I'll pull the cam out to see it
Pics soon.
Is cable stretch possible? It could be original
Oh and BTW this is the second push rod I have wrecked.

Currently the clutch pack is 33mm thick with 8 fibers and 7 plates. Fibers on both outsides obviously.
I just pulled out my old clutch pack from a parts box (I changed it just because they were stuck together years ago) and that was also 8 fiber 7 plates but at 33.4mm was almost half a mm thicker...

I cannot figure out how to remove the cam. Checking online now
 
The clutch arm, up on top of cases, looks fine or maybe adjusted a tiny bit too far.
Wrong cable?
 
to remove the cam, just undo the allen head bolt on the side just below the lever and pull the lever up. it should pop out the seal as you do. shimples. did you download the 400 parts manual from the tech ref section? you can see how it fits together there

when I got to my 400, it had 20 small washers filling up the large amount of cable slack. It took about 4 or 5 turns of the internal adjuster to bring the cable back to the lbar lever adjuster and I was just about out of clutch as its now slipping. the friction plates were worn down and the metal plates also showing wear with the dimples starting to be worn out.

I may be wrong but I assumed that the 2mm difference is the minimum difference btw pack and basket and at 1mm, your worn past serviceable. can someone confirm or correct this assumption before Tony buys new clutch:excuseme:

enjoying this thread, you should have it up and running like a new one soon just like this...

View: https://youtu.be/nGlLmk3fAvU
 
the rods should last a few hundred hours, unless you race or do hard woods riding. im not a big clutch abuser, so ive never really seen much wear..just a good dimple on that cam.
lay a thick rag or small piece of wood on top of the block and use a pry bar or large screw driver to slowly pop the arm and cam out. if desired you can unbolt the arm after removal but it needs to stay bolted on to use for prying. as stated it will bring the seal up with it. you will likely need to back off the adjustment on the pushrod first.
i like to grease one side of my sidecase gasket to allow for damage free removal..
 
cable stretch is likely but not like that.
a motion pro cable or really any new, lubed cable makes ALL the difference in good feel, especially with a dab of grease on the lever pivot and the cable ball end in the lever. (on the bars)
 
Thanks guys.

The rod I took out years ago was probably stock. The one I put in lasted maybe 5 hours. But maybe I didn't adjust it right back then.

Here's the cam. It looks good. It was the seal confusing me. I had the screw and push rod out.
20160103_161343.jpg

To simulate a thicker clutch pack I can add a plate and fiber and see what happens.... just a thought.

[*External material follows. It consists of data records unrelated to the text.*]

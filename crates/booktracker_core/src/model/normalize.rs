//! Display-consistency rules applied to caller input before persistence.
//!
//! These rules keep the catalog tidy (one "Herbert" instead of "herbert" and
//! "HERBERT"); they are not correctness invariants, so the name rule can be
//! switched off per service instance.

/// Controls how free-text book fields are cleaned up.
#[derive(Debug, Clone, Copy, PartialEq, Eq)]
pub struct NormalizationPolicy {
    /// Capitalize author names, language and genre (`first` upper, rest lower).
    pub capitalize_names: bool,
}

impl Default for NormalizationPolicy {
    fn default() -> Self {
        Self {
            capitalize_names: true,
        }
    }
}

impl NormalizationPolicy {
    /// Policy that only trims surrounding whitespace.
    pub fn trim_only() -> Self {
        Self {
            capitalize_names: false,
        }
    }

    /// Trims a required text field.
    pub fn text(&self, value: &str) -> String {
        value.trim().to_string()
    }

    /// Trims a required name-like field and capitalizes it when enabled.
    pub fn name(&self, value: &str) -> String {
        let trimmed = value.trim();
        if self.capitalize_names {
            capitalize(trimmed)
        } else {
            trimmed.to_string()
        }
    }

    /// Trims an optional text field; blank values collapse to `None`.
    pub fn optional_text(&self, value: Option<&str>) -> Option<String> {
        value
            .map(str::trim)
            .filter(|trimmed| !trimmed.is_empty())
            .map(str::to_string)
    }

    /// Optional counterpart of [`NormalizationPolicy::name`].
    pub fn optional_name(&self, value: Option<&str>) -> Option<String> {
        self.optional_text(value).map(|trimmed| self.name(&trimmed))
    }
}

/// Uppercases the first character and lowercases the rest.
pub fn capitalize(value: &str) -> String {
    let mut chars = value.chars();
    match chars.next() {
        Some(first) => first
            .to_uppercase()
            .chain(chars.flat_map(char::to_lowercase))
            .collect(),
        None => String::new(),
    }
}
//! Command-line front end for the book catalog.
//!
//! # Responsibility
//! - Map `booktracker <command> [args]` onto `BookApi` calls.
//! - Print one JSON envelope per call so output is scriptable.
//!
//! Settings come from `BOOKTRACKER_*` environment variables.

use booktracker_api::{ApiResponse, BookApi};
use booktracker_core::BookId;
use serde::Serialize;
use std::process::ExitCode;

const USAGE: &str = "usage: booktracker <command>
  ping | version
  list
  get <id>
  add <json>
  update <id> <json>
  delete <id>
  status <id> <read|not_read>
  stats";

fn main() -> ExitCode {
    let args: Vec<String> = std::env::args().skip(1).collect();
    let args: Vec<&str> = args.iter().map(String::as_str).collect();

    match args.as_slice() {
        ["ping"] => {
            println!("booktracker_core ping={}", booktracker_core::ping());
            return ExitCode::SUCCESS;
        }
        ["version"] => {
            println!("booktracker_core version={}", booktracker_core::core_version());
            return ExitCode::SUCCESS;
        }
        _ => {}
    }

    let api = BookApi::from_env();
    if let Err(err) = api.init_logging() {
        eprintln!("logging disabled: {err}");
    }

    let ok = match args.as_slice() {
        ["list"] => print(&api.list_books()),
        ["get", id] => with_id(id, |id| print(&api.get_book(id))),
        ["add", body] => print(&api.create_book_json(body)),
        ["update", id, body] => with_id(id, |id| print(&api.update_book_json(id, body))),
        ["delete", id] => with_id(id, |id| print(&api.delete_book(id))),
        ["status", id, value] => with_id(id, |id| print(&api.set_status(id, value))),
        ["stats"] => print(&api.stats()),
        _ => {
            eprintln!("{USAGE}");
            false
        }
    };

    if ok {
        ExitCode::SUCCESS
    } else {
        ExitCode::FAILURE
    }
}

fn print<T: Serialize>(response: &ApiResponse<T>) -> bool {
    println!("{}", response.to_json());
    response.ok
}

fn with_id(raw: &str, run: impl FnOnce(BookId) -> bool) -> bool {
    match raw.parse::<BookId>() {
        Ok(id) => run(id),
        Err(_) => {
            eprintln!("invalid book id `{raw}`");
            false
        }
    }
}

Following pic is with clutch apart and rod push all the way in by hand.
20160103_161804.jpg
 
the only place it touches is where that dimple is..it doesnt look terribly worn..
i ve had them bad enough to where ive welded and reground flat again.
 
guys, is the 5 spring set supposed to have the single ball bearing under the top hat? if so maybe its missing here? something doesnt add up..
 
no you got that all backward the pressure plate would be out farther and you need to adjust the push rod longer [ turn the little allen screw in]
 
not sure as i dont have any spare clutch cables i dont think laying around....as an aside cable looks dry as popcorn fart. sea foam "deep creep" is an excellent cable lube, and actually makes it the whole way down the cable.

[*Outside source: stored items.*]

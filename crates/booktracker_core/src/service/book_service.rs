//! Book use-case service.
//!
//! # Responsibility
//! - Expose the catalog operations callers use: create, read, update, delete,
//!   set status, list, stats, and lookup or import from an external source.
//! - Normalize and validate input before any storage access.
//! - Sequence record store and author reconciliation inside one transaction.
//!
//! # Invariants
//! - Author release always runs before the book's author reference changes
//!   or the book row disappears.
//! - A failed step rolls back every earlier step of the same operation.
//! - Errors are terminal; nothing here retries.

use crate::model::book::{Book, BookId, BookInput, BookValidationError, ReadStatus};
use crate::model::normalize::NormalizationPolicy;
use crate::repo::book_repo::{BookRepository, RepoError};
use crate::source::{BookSource, SourceError};
use log::{info, warn};
use serde::Serialize;
use std::error::Error;
use std::fmt::{Display, Formatter};
use std::time::Instant;

/// Coarse failure class used by boundary layers to pick a response code.
#[derive(Debug, Clone, Copy, PartialEq, Eq, Serialize)]
#[serde(rename_all = "snake_case")]
pub enum ErrorKind {
    Validation,
    NotFound,
    Storage,
    Source,
}

impl ErrorKind {
    pub fn as_str(self) -> &'static str {
        match self {
            Self::Validation => "validation",
            Self::NotFound => "not_found",
            Self::Storage => "storage",
            Self::Source => "source",
        }
    }
}

/// Service error for book use-cases.
#[derive(Debug)]
pub enum BookServiceError {
    /// Caller input rejected before touching storage.
    Validation(BookValidationError),
    /// Target book does not exist.
    NotFound(BookId),
    /// External source has no record for this ISBN.
    SourceNotFound { isbn: i64 },
    /// External source failed.
    Source(SourceError),
    /// Persistence failure, tagged with the operation that hit it.
    Storage {
        operation: &'static str,
        source: RepoError,
    },
}

impl BookServiceError {
    pub fn kind(&self) -> ErrorKind {
        match self {
            Self::Validation(_) => ErrorKind::Validation,
            Self::NotFound(_) | Self::SourceNotFound { .. } => ErrorKind::NotFound,
            Self::Source(_) => ErrorKind::Source,
            Self::Storage { .. } => ErrorKind::Storage,
        }
    }

    fn storage(operation: &'static str) -> impl FnOnce(RepoError) -> Self {
        move |err| match err {
            RepoError::NotFound(id) => Self::NotFound(id),
            other => Self::Storage {
                operation,
                source: other,
            },
        }
    }
}

impl Display for BookServiceError {
    fn fmt(&self, f: &mut Formatter<'_>) -> std::fmt::Result {
        match self {
            Self::Validation(err) => write!(f, "{err}"),
            Self::NotFound(id) => write!(f, "book not found: {id}"),
            Self::SourceNotFound { isbn } => write!(f, "no book found for isbn {isbn}"),
            Self::Source(err) => write!(f, "{err}"),
            Self::Storage { operation, source } => write!(f, "{operation} failed: {source}"),
        }
    }
}

impl Error for BookServiceError {
    fn source(&self) -> Option<&(dyn Error + 'static)> {
        match self {
            Self::Validation(err) => Some(err),
            Self::Source(err) => Some(err),
            Self::Storage { source, .. } => Some(source),
            Self::NotFound(_) | Self::SourceNotFound { .. } => None,
        }
    }
}

impl From<BookValidationError> for BookServiceError {
    fn from(value: BookValidationError) -> Self {
        Self::Validation(value)
    }
}

pub type ServiceResult<T> = Result<T, BookServiceError>;

/// Catalog totals for the statistics view.
#[derive(Debug, Clone, Copy, Default, PartialEq, Eq, Serialize)]
pub struct CatalogStats {
    pub books: u64,
    pub authors: u64,
    pub read: u64,
    pub not_read: u64,
    /// Books with no status row yet.
    pub unknown: u64,
}

/// Book service facade over a record store.
pub struct BookService<R: BookRepository> {
    repo: R,
    policy: NormalizationPolicy,
}

impl<R: BookRepository> BookService<R> {
    /// Creates a service with the default normalization policy.
    pub fn new(repo: R) -> Self {
        Self::with_policy(repo, NormalizationPolicy::default())
    }

    pub fn with_policy(repo: R, policy: NormalizationPolicy) -> Self {
        Self { repo, policy }
    }

    pub fn policy(&self) -> NormalizationPolicy {
        self.policy
    }

    /// Creates a book and returns its id.
    ///
    /// The author row is found or created in the same transaction.
    pub fn create(&self, input: &BookInput) -> ServiceResult<BookId> {
        let started_at = Instant::now();
        let input = self.prepare(input)?;

        let book_id = self
            .repo
            .atomic(|repo| {
                let author_id = repo.ensure_author(&input.author_last, &input.author_first)?;
                repo.insert_book(&input, author_id)
            })
            .map_err(BookServiceError::storage("create book"))
            .inspect_err(|err| log_failure("book_create", err))?;

        info!(
            "event=book_create module=service status=ok book_id={book_id} duration_ms={}",
            started_at.elapsed().as_millis()
        );
        Ok(book_id)
    }

    /// Loads one book with its author and status.
    pub fn read(&self, id: BookId) -> ServiceResult<Book> {
        self.repo
            .find_book(id)
            .map_err(BookServiceError::storage("read book"))?
            .ok_or(BookServiceError::NotFound(id))
    }

    /// Overwrites every field of an existing book.
    ///
    /// Order is release old author, ensure new author, overwrite row. When the
    /// author does not change the row is re-found (or re-created) inside the
    /// same transaction, so readers never see it missing.
    pub fn update(&self, id: BookId, input: &BookInput) -> ServiceResult<()> {
        let started_at = Instant::now();
        let input = self.prepare(input)?;

        let released = self
            .repo
            .atomic(|repo| {
                let released = repo.release_author_if_orphaned(id)?;
                let author_id = repo.ensure_author(&input.author_last, &input.author_first)?;
                repo.update_book(id, &input, author_id)?;
                Ok(released)
            })
            .map_err(BookServiceError::storage("update book"))
            .inspect_err(|err| log_failure("book_update", err))?;

        info!(
            "event=book_update module=service status=ok book_id={id} author_released={} duration_ms={}",
            released.is_some(),
            started_at.elapsed().as_millis()
        );
        Ok(())
    }

    /// Deletes a book, its status row, and its author when no other book
    /// references it.
    pub fn delete(&self, id: BookId) -> ServiceResult<()> {
        let released = self
            .repo
            .atomic(|repo| {
                let released = repo.release_author_if_orphaned(id)?;
                repo.delete_book(id)?;
                Ok(released)
            })
            .map_err(BookServiceError::storage("delete book"))
            .inspect_err(|err| log_failure("book_delete", err))?;

        info!(
            "event=book_delete module=service status=ok book_id={id} author_released={}",
            released.is_some()
        );
        Ok(())
    }

    /// Sets the reading status from its wire form (`read` / `not_read`).
    pub fn set_status(&self, id: BookId, status: &str) -> ServiceResult<()> {
        let parsed = ReadStatus::parse(status).ok_or_else(|| {
            BookValidationError::field("status", "must be one of `read` or `not_read`")
        })?;
        self.set_read_status(id, parsed)
    }

    /// Sets the reading status. Repeated calls keep a single status row.
    pub fn set_read_status(&self, id: BookId, status: ReadStatus) -> ServiceResult<()> {
        self.repo
            .atomic(|repo| {
                if !repo.book_exists(id)? {
                    return Err(RepoError::NotFound(id));
                }
                repo.upsert_status(id, status)
            })
            .map_err(BookServiceError::storage("set status"))
            .inspect_err(|err| log_failure("book_status", err))?;

        info!("event=book_status module=service status=ok book_id={id} value={status}");
        Ok(())
    }

    /// Lists every book by author last name, first name, then year (unknown
    /// years last).
    pub fn list(&self) -> ServiceResult<Vec<Book>> {
        self.repo
            .list_books()
            .map_err(BookServiceError::storage("list books"))
    }

    /// Computes catalog totals.
    pub fn stats(&self) -> ServiceResult<CatalogStats> {
        let counts = self
            .repo
            .catalog_counts()
            .map_err(BookServiceError::storage("catalog stats"))?;
        Ok(CatalogStats {
            books: counts.books,
            authors: counts.authors,
            read: counts.read,
            not_read: counts.not_read,
            unknown: counts
                .books
                .saturating_sub(counts.read)
                .saturating_sub(counts.not_read),
        })
    }

    /// Looks `isbn` up in `source` and returns the normalized input it maps
    /// to, without saving anything.
    ///
    /// The result is not validated; an incomplete record is still returned so
    /// callers can show it for editing before [`BookService::create`].
    ///
    /// # Errors
    /// - `SourceNotFound` when the source has no record.
    /// - `Source` when the lookup itself fails.
    pub fn lookup_from_source<S: BookSource + ?Sized>(
        &self,
        source: &S,
        isbn: i64,
    ) -> ServiceResult<BookInput> {
        let record = source
            .lookup_isbn(isbn)
            .map_err(BookServiceError::Source)
            .inspect_err(|err| log_failure("book_lookup", err))?
            .ok_or(BookServiceError::SourceNotFound { isbn })?;
        info!("event=book_lookup module=service status=ok isbn={isbn}");
        Ok(record.into_input(isbn).normalized(self.policy))
    }

    /// Looks `isbn` up in `source` and creates the resulting book.
    ///
    /// # Errors
    /// - Any [`BookService::lookup_from_source`] error.
    /// - Any `create` error, e.g. validation of an incomplete record.
    pub fn create_from_source<S: BookSource + ?Sized>(
        &self,
        source: &S,
        isbn: i64,
    ) -> ServiceResult<BookId> {
        let input = self.lookup_from_source(source, isbn)?;
        self.create(&input)
    }

    fn prepare(&self, input: &BookInput) -> ServiceResult<BookInput> {
        let normalized = input.normalized(self.policy);
        normalized.validate()?;
        Ok(normalized)
    }
}

fn log_failure(event: &str, err: &BookServiceError) {
    warn!(
        "event={event} module=service status=error error_kind={} error={err}",
        err.kind().as_str()
    );
}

just roughly measured the exposed inner cable on my 88, which is adjusted pretty good. roughly 7.5 inches...this is counting whatsinside the perch and whats naked above the crankcase,,so i dont think the cable is to blame..
 
no you got that all backward the pressure plate would be out farther and you need to adjust the push rod longer [ turn the little allen screw in]

thats what i mean. itll push the basket and push rod away from the cam. then ill have to push the push rod back in with the screw (which is close to maxed out) and then i t would be (i believe) how it is now....

let me know if im confusing it up

not sure as i dont have any spare clutch cables i dont think laying around....as an aside cable looks dry as popcorn fart. sea foam "deep creep" is an excellent cable lube, and actually makes it the whole way down the cable.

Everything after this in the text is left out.